What you have to do:
Return the line containing "for RPC-style frames." and every line after it through the end of the entries below, with no other lines.

Records supplied:
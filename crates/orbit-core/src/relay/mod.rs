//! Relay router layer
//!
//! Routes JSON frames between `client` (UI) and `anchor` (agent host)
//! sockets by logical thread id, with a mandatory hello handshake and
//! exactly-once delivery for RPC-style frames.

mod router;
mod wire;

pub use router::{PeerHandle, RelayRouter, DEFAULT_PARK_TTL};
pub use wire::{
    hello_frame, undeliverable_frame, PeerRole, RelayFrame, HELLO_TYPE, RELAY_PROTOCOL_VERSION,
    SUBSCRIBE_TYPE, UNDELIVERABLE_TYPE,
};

Exercise response:
//! exactly-once delivery for RPC-style frames.

mod router;
mod wire;

pub use router::{PeerHandle, RelayRouter, DEFAULT_PARK_TTL};
pub use wire::{
    hello_frame, undeliverable_frame, PeerRole, RelayFrame, HELLO_TYPE, RELAY_PROTOCOL_VERSION,
    SUBSCRIBE_TYPE, UNDELIVERABLE_TYPE,
};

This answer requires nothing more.